BEGIN

//! Frame compositor: turns editor state into one escape-coded frame.
//!
//! A frame is, in order: hide cursor, home, one line per text-area row,
//! the status bar, the message bar, cursor placement, show cursor. Every
//! text line ends with erase-to-end-of-line so nothing from the previous
//! frame survives, which means the screen is never cleared as a whole.
//!
//! Colour changes are coalesced. Inside a row the compositor remembers the
//! colour it last emitted and only writes a new SGR code when the
//! classification's colour differs; a run of normal text costs one
//! default-foreground code. Control bytes are drawn as an inverse-video
//! caret glyph (`@` + code, or `?` past 26) and the active colour is
//! re-emitted after them, since `ESC[m` resets it.

use std::io::{self, Write};

use kedit_term::ansi;

use crate::document::Document;
use crate::highlight::Highlight;
use crate::row::Row;
use crate::viewport::Viewport;

/// Longest file name shown in the status bar.
const STATUS_NAME_WIDTH: usize = 20;

/// Borrowed view of everything one frame shows.
#[derive(Debug, Clone, Copy)]
pub struct Frame<'a> {
    pub document: &'a Document,
    pub viewport: &'a Viewport,
    /// Cursor render column.
    pub rx: usize,
    /// Cursor row.
    pub cy: usize,
    /// Message bar text, or `None` once it has expired.
    pub message: Option<&'a str>,
}

impl Frame<'_> {
    /// Write the whole frame to `out`.
    ///
    /// # Errors
    ///
    /// Only fails if `out` does.
    pub fn render(&self, out: &mut impl Write) -> io::Result<()> {
        ansi::cursor_hide(out)?;
        ansi::cursor_home(out)?;

        self.draw_rows(out)?;
        self.draw_status_bar(out)?;
        self.draw_message_bar(out)?;

        let (x, y) = self.viewport.to_screen(self.rx, self.cy);
        ansi::cursor_to(out, x, y)?;
        ansi::cursor_show(out)
    }

    /// Text area: document rows, or `~` past the end.
    pub fn draw_rows(&self, out: &mut impl Write) -> io::Result<()> {
        let view = self.viewport;
        for y in 0..view.screen_rows {
            match self.document.row(y + view.row_offset) {
                Some(row) => draw_row(out, row, view.col_offset, view.screen_cols)?,
                None => out.write_all(b"~")?,
            }
            ansi::clear_line(out)?;
            out.write_all(b"\r\n")?;
        }
        Ok(())
    }

    /// Inverse-video bar: name, line count, dirty marker on the left;
    /// filetype and cursor line on the right.
    pub fn draw_status_bar(&self, out: &mut impl Write) -> io::Result<()> {
        let doc = self.document;
        let cols = self.viewport.screen_cols;

        let name = doc
            .path()
            .map_or_else(|| "[No Name]".to_owned(), |p| p.display().to_string());
        let left = format!(
            "{:.width$} - {} lines {}",
            name,
            doc.len(),
            if doc.is_dirty() { "(modified)" } else { "" },
            width = STATUS_NAME_WIDTH,
        );
        let right = format!(
            "{} | {}/{}",
            doc.syntax().map_or("no ft", |s| s.filetype),
            self.cy + 1,
            doc.len(),
        );

        ansi::inverse(out)?;
        let left = &left.as_bytes()[..left.len().min(cols)];
        out.write_all(left)?;

        let mut len = left.len();
        while len < cols {
            if cols - len == right.len() {
                out.write_all(right.as_bytes())?;
                break;
            }
            out.write_all(b" ")?;
            len += 1;
        }

        ansi::attrs_off(out)?;
        out.write_all(b"\r\n")
    }

    /// Bottom line: the current message, clipped to the screen width.
    pub fn draw_message_bar(&self, out: &mut impl Write) -> io::Result<()> {
        ansi::clear_line(out)?;
        if let Some(msg) = self.message {
            out.write_all(clip_to_width(msg, self.viewport.screen_cols).as_bytes())?;
        }
        Ok(())
    }
}

/// Longest prefix of `msg` that fits in `width` bytes without splitting a
/// character.
fn clip_to_width(msg: &str, width: usize) -> &str {
    let limit = width.min(msg.len());
    let end = (0..=limit).rev().find(|&i| msg.is_char_boundary(i)).unwrap_or(0);
    &msg[..end]
}

/// One document row, horizontally scrolled and clipped.
fn draw_row(out: &mut impl Write, row: &Row, col_offset: usize, width: usize) -> io::Result<()> {
    let render = row.render();
    let start = col_offset.min(render.len());
    let end = col_offset.saturating_add(width).min(render.len());

    let mut current: Option<u8> = None;
    for (&c, &hl) in render[start..end].iter().zip(&row.highlight()[start..end]) {
        if c.is_ascii_control() {
            let glyph = if c <= 26 { b'@' + c } else { b'?' };
            ansi::inverse(out)?;
            out.write_all(&[glyph])?;
            ansi::attrs_off(out)?;
            if let Some(color) = current {
                ansi::fg(out, color)?;
            }
        } else if hl == Highlight::Normal {
            if current.take().is_some() {
                ansi::fg_default(out)?;
            }
            out.write_all(&[c])?;
        } else {
            let color = hl.color();
            if current != Some(color) {
                current = Some(color);
                ansi::fg(out, color)?;
            }
            out.write_all(&[c])?;
        }
    }
    ansi::fg_default(out)
}

// ---------------------------------------------------------------------------
// Tests
// ---------------------------------------------------------------------------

END

Only those lines of the entries above that run from the line containing "it has expired." to the line containing "ansi::cursor_hide(out)?;", both included, should be transcribed exactly.

    /// Message bar text, or `None` once it has expired.
    pub message: Option<&'a str>,
}

impl Frame<'_> {
    /// Write the whole frame to `out`.
    ///
    /// # Errors
    ///
    /// Only fails if `out` does.
    pub fn render(&self, out: &mut impl Write) -> io::Result<()> {
        ansi::cursor_hide(out)?;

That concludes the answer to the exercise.